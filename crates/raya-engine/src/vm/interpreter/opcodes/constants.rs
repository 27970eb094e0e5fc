use crate::vm::interpreter::execution::OpcodeResult;
use crate::vm::interpreter::Interpreter;
use crate::vm::object::RayaString;
use crate::vm::stack::Stack;
use crate::vm::value::Value;
use crate::vm::VmError;
use crate::compiler::{Module, Opcode};

impl<'a> Interpreter<'a> {
    pub(in crate::vm::interpreter) fn exec_constant_ops(
        &mut self,
        stack: &mut Stack,
        ip: &mut usize,
        code: &[u8],
        module: &Module,
        opcode: Opcode,
    ) -> OpcodeResult {
        match opcode {
            Opcode::ConstNull => {
                if let Err(e) = stack.push(Value::null()) {
                    return OpcodeResult::Error(e);
                }
                OpcodeResult::Continue
            }

            Opcode::ConstTrue => {
                if let Err(e) = stack.push(Value::bool(true)) {
                    return OpcodeResult::Error(e);
                }
                OpcodeResult::Continue
            }

            Opcode::ConstFalse => {
                if let Err(e) = stack.push(Value::bool(false)) {
                    return OpcodeResult::Error(e);
                }
                OpcodeResult::Continue
            }

            Opcode::ConstI32 => {
                let value = match Self::read_i32(code, ip) {
                    Ok(v) => v,
                    Err(e) => return OpcodeResult::Error(e),
                };
                if let Err(e) = stack.push(Value::i32(value)) {
                    return OpcodeResult::Error(e);
                }
                OpcodeResult::Continue
            }

            Opcode::ConstF64 => {
                let value = match Self::read_f64(code, ip) {
                    Ok(v) => v,
                    Err(e) => return OpcodeResult::Error(e),
                };
                if let Err(e) = stack.push(Value::f64(value)) {
                    return OpcodeResult::Error(e);
                }
                OpcodeResult::Continue
            }

            Opcode::ConstStr => {
                let index = match Self::read_u16(code, ip) {
                    Ok(v) => v as usize,
                    Err(e) => return OpcodeResult::Error(e),
                };
                let s = match module.constants.strings.get(index) {
                    Some(s) => s,
                    None => {
                        return OpcodeResult::Error(VmError::RuntimeError(format!(
                            "Invalid string constant index: {}",
                            index
                        )));
                    }
                };
                let raya_string = RayaString::new(s.clone());
                let gc_ptr = self.gc.lock().allocate(raya_string);
                let value =
                    unsafe { Value::from_ptr(std::ptr::NonNull::new(gc_ptr.as_ptr()).unwrap()) };
                if let Err(e) = stack.push(value) {
                    return OpcodeResult::Error(e);
                }
                OpcodeResult::Continue
            }

            _ => unreachable!("Not a constant opcode: {:?}", opcode),
        }
    }
}
#[cfg(test)]
mod tests {
    use super::*;
    use crate::opcode::Opcode;

    #[test]
    fn test_module_creation() {
        let module = Module::new("test".to_string());
        assert_eq!(module.magic, MAGIC);
        assert_eq!(module.version, VERSION);
        assert_eq!(module.flags, 0);
        assert!(module.validate().is_ok());
    }

    #[test]
    fn test_empty_module_encoding() {
        let module = Module::new("test_module".to_string());
        let bytes = module.encode();

        // Decode it back
        let decoded = Module::decode(&bytes).unwrap();

        assert_eq!(decoded.magic, MAGIC);
        assert_eq!(decoded.version, VERSION);
        assert_eq!(decoded.metadata.name, "test_module");
        assert_eq!(decoded.functions.len(), 0);
        assert_eq!(decoded.classes.len(), 0);
    }

    #[test]
    fn test_module_with_function() {
        let mut module = Module::new("test".to_string());

        // Add a simple function
        let mut writer = BytecodeWriter::new();
        writer.emit_const_i32(42);
        writer.emit_return();

        module.functions.push(Function {
            name: "main".to_string(),
            param_count: 0,
            local_count: 1,
            code: writer.into_bytes(),
        });

        // Encode and decode
        let bytes = module.encode();
        let decoded = Module::decode(&bytes).unwrap();

        assert_eq!(decoded.functions.len(), 1);
        assert_eq!(decoded.functions[0].name, "main");
        assert_eq!(decoded.functions[0].param_count, 0);
        assert_eq!(decoded.functions[0].local_count, 1);
        assert_eq!(decoded.functions[0].code.len(), 6); // CONST_I32 (1) + i32 (4) + RETURN (1)
    }

    #[test]
    fn test_module_with_constants() {
        let mut module = Module::new("test".to_string());

        // Add constants
        module.constants.add_string("hello".to_string());
        module.constants.add_integer(42);
        module.constants.add_float(3.14);

        // Encode and decode
        let bytes = module.encode();
        let decoded = Module::decode(&bytes).unwrap();

        assert_eq!(decoded.constants.get_string(0), Some("hello"));
        assert_eq!(decoded.constants.get_integer(0), Some(42));
        assert!((decoded.constants.get_float(0).unwrap() - 3.14).abs() < 0.001);
    }

    #[test]
    fn test_module_with_class() {
        let mut module = Module::new("test".to_string());

        // Add a class
        module.classes.push(ClassDef {
            name: "MyClass".to_string(),
            field_count: 3,
            methods: vec![
                Method {
                    name: "constructor".to_string(),
                    function_id: 0,
                },
                Method {
                    name: "doSomething".to_string(),
                    function_id: 1,
                },
            ],
        });

        // Encode and decode
        let bytes = module.encode();
        let decoded = Module::decode(&bytes).unwrap();

        assert_eq!(decoded.classes.len(), 1);
        assert_eq!(decoded.classes[0].name, "MyClass");
        assert_eq!(decoded.classes[0].field_count, 3);
        assert_eq!(decoded.classes[0].methods.len(), 2);
        assert_eq!(decoded.classes[0].methods[0].name, "constructor");
        assert_eq!(decoded.classes[0].methods[1].name, "doSomething");
    }

    #[test]
    fn test_module_with_metadata() {
        let mut module = Module::new("test_module".to_string());
        module.metadata.source_file = Some("src/main.raya".to_string());

        // Encode and decode
        let bytes = module.encode();
        let decoded = Module::decode(&bytes).unwrap();

        assert_eq!(decoded.metadata.name, "test_module");
        assert_eq!(decoded.metadata.source_file, Some("src/main.raya".to_string()));
    }

    #[test]
    fn test_module_checksum_validation() {
        let module = Module::new("test".to_string());
        let mut bytes = module.encode();

        // Corrupt the data (change a byte after the header)
        if bytes.len() > 20 {
            bytes[20] ^= 0xFF;

            // Decoding should fail due to checksum mismatch
            let result = Module::decode(&bytes);
            assert!(matches!(result, Err(ModuleError::ChecksumMismatch { .. })));
        }
    }

    #[test]
    fn test_invalid_magic_number() {
        let mut bytes = vec![b'X', b'X', b'X', b'X']; // Invalid magic
        bytes.extend_from_slice(&1u32.to_le_bytes()); // version
        bytes.extend_from_slice(&0u32.to_le_bytes()); // flags
        bytes.extend_from_slice(&0u32.to_le_bytes()); // checksum

        let result = Module::decode(&bytes);
        assert!(matches!(result, Err(ModuleError::InvalidMagic(_))));
    }

    #[test]
    fn test_unsupported_version() {
        let mut bytes = Vec::new();
        bytes.extend_from_slice(b"RAYA"); // magic
        bytes.extend_from_slice(&999u32.to_le_bytes()); // unsupported version
        bytes.extend_from_slice(&0u32.to_le_bytes()); // flags
        bytes.extend_from_slice(&0u32.to_le_bytes()); // checksum

        let result = Module::decode(&bytes);
        assert!(matches!(result, Err(ModuleError::UnsupportedVersion(999))));
    }

    #[test]
    fn test_complex_module() {
        let mut module = Module::new("complex_module".to_string());
        module.metadata.source_file = Some("test.raya".to_string());
        module.flags = flags::HAS_DEBUG_INFO;

        // Add constants
        module.constants.add_string("hello".to_string());
        module.constants.add_string("world".to_string());
        module.constants.add_integer(42);
        module.constants.add_float(3.14159);

        // Add functions
        let mut writer = BytecodeWriter::new();
        writer.emit_const_i32(42);
        writer.emit_load_local_0();
        writer.emit_iadd();
        writer.emit_return();

        module.functions.push(Function {
            name: "add42".to_string(),
            param_count: 1,
            local_count: 2,
            code: writer.into_bytes(),
        });

        // Add class
        module.classes.push(ClassDef {
            name: "Calculator".to_string(),
            field_count: 2,
            methods: vec![Method {
                name: "add42".to_string(),
                function_id: 0,
            }],
        });

        // Encode and decode
        let bytes = module.encode();
        let decoded = Module::decode(&bytes).unwrap();

        // Verify everything
        assert_eq!(decoded.metadata.name, "complex_module");
        assert_eq!(decoded.metadata.source_file, Some("test.raya".to_string()));
        assert_eq!(decoded.flags, flags::HAS_DEBUG_INFO);
        assert_eq!(decoded.constants.strings.len(), 2);
        assert_eq!(decoded.constants.integers.len(), 1);
        assert_eq!(decoded.constants.floats.len(), 1);
        assert_eq!(decoded.functions.len(), 1);
        assert_eq!(decoded.classes.len(), 1);
    }
}
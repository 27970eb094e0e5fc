#![allow(missing_docs)]
//! AOT code generation
//!
//! Compiles all modules (project + dependencies) into a single contiguous
//! code blob. Each function is compiled independently via Cranelift, since
//! all inter-function calls go through the AotHelperTable (indirect calls
//! through function pointers) — no relocations are needed.
//!
//! Pipeline per function:
//! 1. `AotCompilable::analyze()` → `SuspensionAnalysis`
//! 2. `AotCompilable::emit_blocks()` → `Vec<SmBlock>`
//! 3. `transform_to_state_machine()` → `StateMachineFunction`
//! 4. `lower_function()` → Cranelift IR
//! 5. `ctx.compile(isa)` → machine code bytes
//! 6. Append to contiguous code blob with alignment

use std::sync::Arc;

use cranelift_codegen::ir::UserFuncName;
use cranelift_codegen::isa::TargetIsa;
use cranelift_codegen::settings::{self, Configurable};
use cranelift_codegen::Context;
use cranelift_frontend::{FunctionBuilder, FunctionBuilderContext};

use super::lowering::{self, aot_entry_signature};
use super::traits::{AotCompilable, AotError, compile_to_state_machine};

// =============================================================================
// Public types
// =============================================================================

/// A global function ID combining module index and function index.
///
/// Upper 16 bits = module_index, lower 16 bits = func_index.
/// This allows up to 65536 modules with 65536 functions each.
#[derive(Debug, Clone, Copy, PartialEq, Eq, Hash)]
pub struct GlobalFuncId(pub u32);

impl GlobalFuncId {
    /// Create a new global function ID.
    pub fn new(module_index: u16, func_index: u16) -> Self {
        Self((module_index as u32) << 16 | func_index as u32)
    }

    /// Extract the module index.
    pub fn module_index(self) -> u16 {
        (self.0 >> 16) as u16
    }

    /// Extract the function index within the module.
    pub fn func_index(self) -> u16 {
        self.0 as u16
    }
}

/// Entry in the function table, mapping global IDs to code offsets.
#[derive(Debug, Clone)]
pub struct FuncTableEntry {
    /// Global function ID (module_index << 16 | func_index).
    pub global_func_id: GlobalFuncId,

    /// Byte offset of this function's code within the code section.
    pub code_offset: u64,

    /// Size of this function's code in bytes.
    pub code_size: u64,

    /// Number of local variables (for frame allocation).
    pub local_count: u32,

    /// Number of parameters.
    pub param_count: u32,

    /// Module index this function belongs to.
    pub module_index: u16,

    /// Function name (for debugging).
    pub name: String,
}

/// The compiled AOT bundle: machine code + metadata.
///
/// This is the output of the compilation pipeline, ready to be
/// serialized into the bundle format.
#[derive(Debug)]
pub struct AotBundle {
    /// Raw machine code for all functions (contiguous blob).
    /// Functions are laid out sequentially, 16-byte aligned.
    pub code: Vec<u8>,

    /// Function table: maps global function IDs to code offsets.
    pub func_table: Vec<FuncTableEntry>,

    /// Target triple this code was compiled for (e.g. "aarch64-apple-darwin").
    pub target_triple: String,
}

/// Input to the AOT compiler — either source IR or bytecode.
#[derive(Debug)]
pub enum AotModuleInput {
    /// Path A: compiled from source, has full IR.
    Source {
        /// Module name (for diagnostics and linking).
        module_name: String,
    },

    /// Path B: loaded from .ryb, lifted through JIT pipeline.
    Bytecode {
        /// Module name.
        module_name: String,
        /// The decoded bytecode module.
        module: crate::compiler::bytecode::module::Module,
    },
}

impl AotModuleInput {
    /// Get the module name.
    pub fn name(&self) -> &str {
        match self {
            AotModuleInput::Source { module_name, .. } => module_name,
            AotModuleInput::Bytecode { module_name, .. } => module_name,
        }
    }
}

impl AotBundle {
    /// Create an empty bundle.
    pub fn empty(target_triple: String) -> Self {
        Self {
            code: Vec::new(),
            func_table: Vec::new(),
            target_triple,
        }
    }

    /// Total number of compiled functions.
    pub fn function_count(&self) -> usize {
        self.func_table.len()
    }

    /// Total code size in bytes.
    pub fn code_size(&self) -> usize {
        self.code.len()
    }
}

// =============================================================================
// Compilation pipeline
// =============================================================================

/// A function to be compiled, with its module assignment.
pub struct CompilableFunction<'a> {
    /// The compilable function (either IR adapter or lifted bytecode).
    pub func: &'a dyn AotCompilable,
    /// Module index for the global function ID.
    pub module_index: u16,
    /// Function index within the module.
    pub func_index: u16,
}

/// Alignment for each function's code within the blob (16 bytes).
const FUNC_ALIGN: usize = 16;

/// Create the native code ISA for the current platform.
pub fn create_native_isa() -> Result<Arc<dyn TargetIsa>, AotError> {
    let mut flag_builder = settings::builder();
    flag_builder.set("opt_level", "speed")
        .map_err(|e| AotError::CodegenFailed(format!("Failed to set opt_level: {}", e)))?;

    let flags = settings::Flags::new(flag_builder);

    cranelift_native::builder()
        .map_err(|e| AotError::CodegenFailed(format!("Failed to create native ISA: {}", e)))?
        .finish(flags)
        .map_err(|e| AotError::CodegenFailed(format!("Failed to finish ISA: {}", e)))
}

/// Compile a set of functions into an `AotBundle`.
///
/// Each function is compiled independently (no inter-function relocations
/// needed since all calls go through the AotHelperTable). The resulting
/// machine code is concatenated into a contiguous blob with 16-byte alignment
/// between functions.
pub fn compile_functions(
    functions: &[CompilableFunction],
    isa: Arc<dyn TargetIsa>,
) -> Result<AotBundle, AotError> {
    let target_triple = isa.triple().to_string();
    let call_conv = isa.default_call_conv();

    if functions.is_empty() {
        return Ok(AotBundle::empty(target_triple));
    }

    let mut code_blob = Vec::new();
    let mut func_table = Vec::new();
    let mut func_builder_ctx = FunctionBuilderContext::new();

    for compilable in functions {
        let global_id = GlobalFuncId::new(compilable.module_index, compilable.func_index);
        let func_name = compilable.func.name().unwrap_or("anon").to_string();

        // 1. Run through the full pipeline: analyze → emit → transform
        let sm_func = compile_to_state_machine(compilable.func, global_id.0);

        // 2. Build Cranelift IR
        let mut codegen_ctx = Context::new();
        codegen_ctx.func.signature = aot_entry_signature(call_conv);
        codegen_ctx.func.name = UserFuncName::user(
            compilable.module_index as u32,
            compilable.func_index as u32,
        );

        {
            let builder = FunctionBuilder::new(
                &mut codegen_ctx.func,
                &mut func_builder_ctx,
            );

            lowering::lower_function(&sm_func, builder)
                .map_err(|e| AotError::LoweringFailed(format!(
                    "Failed to lower '{}': {}", func_name, e
                )))?;
        }

        // 3. Compile to machine code
        let mut ctrl_plane = cranelift_codegen::control::ControlPlane::default();
        codegen_ctx.compile(&*isa, &mut ctrl_plane)
            .map_err(|e| AotError::CodegenFailed(format!(
                "Failed to compile '{}': {:?}", func_name, e
            )))?;

        let compiled = codegen_ctx.compiled_code()
            .ok_or_else(|| AotError::CodegenFailed(format!(
                "No compiled code for '{}'", func_name
            )))?;

        let machine_code = compiled.code_buffer();

        // 4. Align to FUNC_ALIGN boundary
        let padding = (FUNC_ALIGN - (code_blob.len() % FUNC_ALIGN)) % FUNC_ALIGN;
        code_blob.extend(std::iter::repeat(0u8).take(padding));

        let code_offset = code_blob.len() as u64;
        let code_size = machine_code.len() as u64;
        code_blob.extend_from_slice(machine_code);

        // 5. Record function table entry
        func_table.push(FuncTableEntry {
            global_func_id: global_id,
            code_offset,
            code_size,
            local_count: sm_func.local_count,
            param_count: sm_func.param_count,
            module_index: compilable.module_index,
            name: func_name,
        });
    }

    Ok(AotBundle {
        code: code_blob,
        func_table,
        target_triple,
    })
}

// =============================================================================
// Tests
// =============================================================================
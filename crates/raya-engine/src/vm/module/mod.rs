//! Module system components
//!
//! This module contains the infrastructure for resolving and managing module imports.

mod deps;
mod import;
mod linker;

pub use deps::{DependencyGraph, GraphError};
pub use import::{ImportError, ImportResolver, ImportSpec};
pub use linker::{LinkError, ModuleLinker, ResolvedSymbol};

> [Work instruction]:
Search the material for the word "since" and report how many lines hold it. Add nothing else.

> [Solved exercise]:
2